Abstract

Interleukin 2 is essential for the expansion of regulatory T cells, and low-dose recombinant interleukin 2 has improved the clinical manifestations of diverse autoimmune diseases in preliminary studies. The goals of this review are to describe the actions of interleukin 2 and its receptor, present preliminary experiences with low-dose interleukin 2 in the treatment of diverse autoimmune diseases, and evaluate its potential as a therapeutic intervention in autoimmune hepatitis. English abstracts were identified in PubMed by multiple search terms.
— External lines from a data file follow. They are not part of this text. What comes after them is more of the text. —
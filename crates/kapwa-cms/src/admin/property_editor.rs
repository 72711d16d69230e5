//! Schema-driven property editor for one block
//!
//! Declared fields come from the block type's schema, in schema order.
//! Every other prop key, and every prop of an unregistered block, gets an
//! inferred field so nothing stored on a block is ever uneditable.
//!
//! The editor holds no draft state. Each edit helper returns the complete new
//! props bag, ready for [`DocumentEditor::update_props`], or `None` when the
//! edit cannot be stored.
//!
//! [`DocumentEditor::update_props`]: crate::editor::DocumentEditor::update_props

use super::widgets::widget_for;
use crate::blocks::{Block, BlockRegistry, BlockTypeDescriptor, Props};
use crate::schema::{
	FieldKind, FieldSchema, coerce_bool, coerce_integer, infer_field, parse_integer, value_to_text,
};
use kapwa_core::security::{escape_html, escape_html_attr};
use kapwa_core::text::humanize_key;
use serde_json::{Map, Value};

/// One editable field of the selected block
#[derive(Debug, Clone, PartialEq)]
pub struct EditorField {
	/// Prop key
	pub key: String,
	/// Declared or inferred schema
	pub schema: FieldSchema,
	/// Whether the schema was declared by the block type
	pub declared: bool,
	/// Current value, if the prop is set
	pub value: Option<Value>,
}

impl EditorField {
	/// Form label, humanized from the key when the schema has none
	pub fn label(&self) -> String {
		field_label(&self.key, &self.schema)
	}
}

/// Advisory problem with a field value
#[derive(Debug, Clone, PartialEq, Eq)]
pub struct ValidationIssue {
	/// Prop key
	pub key: String,
	/// Message for the author
	pub message: String,
}

/// Property editor over one block
///
/// # Examples
///
/// ```
/// use kapwa_cms::admin::PropertyEditor;
/// use kapwa_cms::blocks::BlockRegistry;
/// use serde_json::json;
///
/// let registry = BlockRegistry::with_builtin_blocks();
/// let block = registry.lookup("needs_widget").unwrap().instantiate();
/// let editor = PropertyEditor::new(&block, &registry);
///
/// let props = editor.set_number("limit", "40").unwrap();
/// assert_eq!(props["limit"], json!(12));
/// assert_eq!(props["heading"], json!("Community Needs"));
///
/// assert!(editor.set_select("showType", "everything").is_none());
/// ```
pub struct PropertyEditor<'a> {
	block: &'a Block,
	descriptor: Option<&'a BlockTypeDescriptor>,
}

impl<'a> PropertyEditor<'a> {
	/// Editor for `block`, resolving its type in `registry`
	pub fn new(block: &'a Block, registry: &'a BlockRegistry) -> Self {
		Self {
			block,
			descriptor: registry.lookup(&block.block_type),
		}
	}

	/// Whether the block's type is registered
	pub fn is_registered(&self) -> bool {
		self.descriptor.is_some()
	}

	/// Display name of the block type, the raw type id when unregistered
	pub fn display_name(&self) -> &str {
		self.descriptor
			.map_or(self.block.block_type.as_str(), |descriptor| descriptor.display_name.as_str())
	}

	/// Current props
	pub fn props(&self) -> &Props {
		&self.block.props
	}

	/// Declared fields in schema order, then inferred fields in prop order
	pub fn fields(&self) -> Vec<EditorField> {
		let mut fields = Vec::new();
		if let Some(descriptor) = self.descriptor {
			for (key, schema) in &descriptor.field_schema {
				fields.push(EditorField {
					key: key.clone(),
					schema: schema.clone(),
					declared: true,
					value: self.block.props.get(key).cloned(),
				});
			}
		}
		for (key, value) in &self.block.props {
			if self.declared(key).is_none() {
				fields.push(EditorField {
					key: key.clone(),
					schema: infer_field(key, value),
					declared: false,
					value: Some(value.clone()),
				});
			}
		}
		fields
	}

	/// Schema of `key`, declared or inferred from its current value
	pub fn field(&self, key: &str) -> Option<FieldSchema> {
		match self.declared(key) {
			Some(schema) => Some(schema.clone()),
			None => self.block.props.get(key).map(|value| infer_field(key, value)),
		}
	}

	fn declared(&self, key: &str) -> Option<&'a FieldSchema> {
		self.descriptor
			.and_then(|descriptor| descriptor.field_schema.get(key))
	}

	fn with_prop(&self, key: &str, value: Value) -> Props {
		let mut props = self.block.props.clone();
		props.insert(key.to_string(), value);
		props
	}

	/// Set `key` to `value`, coerced to the field's kind
	///
	/// A key with neither a declared schema nor a current value is inferred
	/// from `value` itself.
	pub fn set_field(&self, key: &str, value: Value) -> Option<Props> {
		let schema = self
			.field(key)
			.unwrap_or_else(|| infer_field(key, &value));
		let coerced = schema.coerce(&value)?;
		Some(self.with_prop(key, coerced))
	}

	/// Set a text-like field
	pub fn set_text(&self, key: &str, text: &str) -> Option<Props> {
		self.set_field(key, Value::String(text.to_string()))
	}

	/// Set a number field from raw form input
	///
	/// Input without a leading integer stores `0`; declared bounds clamp.
	pub fn set_number(&self, key: &str, input: &str) -> Option<Props> {
		let number = coerce_integer(&Value::String(input.to_string()));
		self.set_field(key, Value::from(number))
	}

	/// Set a checkbox field
	pub fn set_bool(&self, key: &str, checked: bool) -> Option<Props> {
		self.set_field(key, Value::Bool(checked))
	}

	/// Set a select field; values outside its options are rejected
	pub fn set_select(&self, key: &str, value: &str) -> Option<Props> {
		self.set_field(key, Value::String(value.to_string()))
	}

	fn array_field(&self, key: &str) -> Option<FieldSchema> {
		self.field(key)
			.filter(|schema| matches!(schema.kind, FieldKind::Array { .. }))
	}

	fn current_items(&self, key: &str) -> Vec<Value> {
		match self.block.props.get(key) {
			Some(Value::Array(items)) => items.clone(),
			_ => Vec::new(),
		}
	}

	/// Append a copy of the array field's item template
	pub fn append_item(&self, key: &str) -> Option<Props> {
		let schema = self.array_field(key)?;
		let mut items = self.current_items(key);
		items.push(schema.new_item()?);
		Some(self.with_prop(key, Value::Array(items)))
	}

	/// Remove the item at `index`, closing the gap
	pub fn remove_item(&self, key: &str, index: usize) -> Option<Props> {
		self.array_field(key)?;
		let mut items = self.current_items(key);
		if index >= items.len() {
			return None;
		}
		items.remove(index);
		Some(self.with_prop(key, Value::Array(items)))
	}

	/// Set `item_key` inside the item at `index`
	///
	/// A non-object item is replaced by an object holding only the new value.
	pub fn set_item_field(&self, key: &str, index: usize, item_key: &str, value: Value) -> Option<Props> {
		let schema = self.array_field(key)?;
		let mut items = self.current_items(key);
		let item = items.get_mut(index)?;

		let current = item.get(item_key).filter(|current| !current.is_null());
		let item_schema = schema.item_field(item_key, current.unwrap_or(&value));
		let coerced = item_schema.coerce(&value)?;

		match item {
			Value::Object(object) => {
				object.insert(item_key.to_string(), coerced);
			}
			other => {
				let mut object = Map::new();
				object.insert(item_key.to_string(), coerced);
				*other = Value::Object(object);
			}
		}
		Some(self.with_prop(key, Value::Array(items)))
	}

	/// Required fields left empty and numbers outside their bounds
	///
	/// Advisory only; edits are never blocked on these.
	pub fn validate(&self) -> Vec<ValidationIssue> {
		let mut issues = Vec::new();
		for field in self.fields() {
			let label = field.label();
			let issue = |message: String| ValidationIssue {
				key: field.key.clone(),
				message,
			};

			if field.schema.required && field.schema.is_empty_value(field.value.as_ref()) {
				issues.push(issue(format!("{} is required", label)));
				continue;
			}
			if let FieldKind::Number { min, max } = &field.schema.kind {
				let Some(number) = field.value.as_ref().and_then(parse_integer) else {
					continue;
				};
				if let Some(min) = min.filter(|min| number < *min) {
					issues.push(issue(format!("{} must be at least {}", label, min)));
				} else if let Some(max) = max.filter(|max| number > *max) {
					issues.push(issue(format!("{} must be at most {}", label, max)));
				}
			}
		}
		issues
	}

	/// Form controls for every field
	pub fn render_html(&self) -> String {
		let mut html = format!(
			r#"<form class="kapwa-property-editor" data-block-id="{}" data-block-type="{}">"#,
			escape_html_attr(&self.block.id),
			escape_html_attr(&self.block.block_type)
		);
		html.push_str(&format!(
			r#"<h3 class="kapwa-property-editor__title">{}</h3>"#,
			escape_html(self.display_name())
		));
		for field in self.fields() {
			html.push_str(&render_field(
				&field.key,
				&field.label(),
				&field.schema,
				field.value.as_ref(),
			));
		}
		html.push_str("</form>");
		html
	}
}

fn field_label(key: &str, schema: &FieldSchema) -> String {
	if schema.label.trim().is_empty() {
		humanize_key(key)
	} else {
		schema.label.clone()
	}
}

fn field_id(name: &str) -> String {
	let id: String = name
		.chars()
		.map(|ch| if ch.is_alphanumeric() { ch } else { '-' })
		.collect();
	format!("field-{}", id.trim_end_matches('-'))
}

fn widget_value(schema: &FieldSchema, value: Option<&Value>) -> String {
	let value = value.unwrap_or(&Value::Null);
	match schema.kind {
		FieldKind::Number { .. } => coerce_integer(value).to_string(),
		FieldKind::Boolean => coerce_bool(value).to_string(),
		_ => value_to_text(value),
	}
}

fn render_field(name: &str, label: &str, schema: &FieldSchema, value: Option<&Value>) -> String {
	let Some((widget, mut attrs)) = widget_for(schema) else {
		return render_array(name, label, schema, value);
	};

	let id = field_id(name);
	attrs.insert("id".to_string(), id.clone());
	let current = widget_value(schema, value);
	let control = match &schema.kind {
		FieldKind::Select { options } => widget.render_with_choices(name, Some(&current), &attrs, options),
		_ => widget.render(name, Some(&current), &attrs),
	};
	let help = schema
		.description
		.as_deref()
		.map(|text| format!(r#"<p class="kapwa-field__help">{}</p>"#, escape_html(text)))
		.unwrap_or_default();

	format!(
		r#"<div class="kapwa-field kapwa-field--{}"><label for="{}">{}</label>{}{}</div>"#,
		schema.kind.name(),
		id,
		escape_html(label),
		help,
		control
	)
}

/// Item fields to show: the item schema when declared, else per-key inference
fn item_fields(schema: &FieldSchema, item: &Map<String, Value>) -> Vec<(String, FieldSchema)> {
	match &schema.kind {
		FieldKind::Array {
			item_schema: Some(item_schema),
			..
		} => item_schema
			.iter()
			.map(|(key, field)| (key.clone(), field.clone()))
			.collect(),
		_ => item
			.iter()
			.map(|(key, value)| (key.clone(), infer_field(key, value)))
			.collect(),
	}
}

fn render_array(name: &str, label: &str, schema: &FieldSchema, value: Option<&Value>) -> String {
	let FieldKind::Array { item_label, .. } = &schema.kind else {
		return String::new();
	};
	let noun = item_label.as_deref().unwrap_or("Item");
	let escaped_name = escape_html_attr(name);
	let items = value.and_then(Value::as_array).map(Vec::as_slice).unwrap_or_default();

	let mut html = format!(
		r#"<fieldset class="kapwa-field kapwa-field--array" data-field="{}"><legend>{}</legend>"#,
		escaped_name,
		escape_html(label)
	);
	for (index, item) in items.iter().enumerate() {
		html.push_str(&format!(
			r#"<details class="kapwa-array__item" data-index="{index}" open><summary>Item {}</summary><button type="button" class="kapwa-array__remove" data-field="{escaped_name}" data-index="{index}">Remove</button>"#,
			index + 1
		));
		if let Some(object) = item.as_object() {
			for (item_key, item_schema) in item_fields(schema, object) {
				// Arrays do not nest inside items
				if matches!(item_schema.kind, FieldKind::Array { .. }) {
					continue;
				}
				html.push_str(&render_field(
					&format!("{}[{}][{}]", name, index, item_key),
					&field_label(&item_key, &item_schema),
					&item_schema,
					object.get(&item_key),
				));
			}
		}
		html.push_str("</details>");
	}
	html.push_str(&format!(
		r#"<button type="button" class="kapwa-array__add" data-field="{}">Add {}</button></fieldset>"#,
		escaped_name,
		escape_html(noun)
	));
	html
}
Full-length articles were selected for review, and secondary and tertiary bibliographies were developed. Interleukin 2 is critical for the thymic selection, peripheral expansion, induction, and survival of regulatory T cells, and it is also a growth factor for activated T cells and natural killer cells. Interleukin 2 activates the signal transducer and activator of transcription 5 after binding with its trimeric receptor on regulatory T cells. Immune suppressor activity is increased; anti-inflammatory interleukin 10 is released; pro-inflammatory interferon-gamma is inhibited; and activation-induced apoptosis of CD8+ T cells is upregulated. Preliminary experiences with cyclic injections of low-dose recombinant interleukin 2 in diverse autoimmune diseases have demonstrated increased numbers of circulating regulatory T cells, preserved regulatory function, improved clinical manifestations, and excellent tolerance. Similar improvements have been recognized in one of two patients with refractory autoimmune hepatitis. In conclusion, interferon 2 has biological actions that favor the immune suppressor functions of regulatory T cells, and low-dose regimens in preliminary studies encourage its rigorous investigation in autoimmune hepatitis.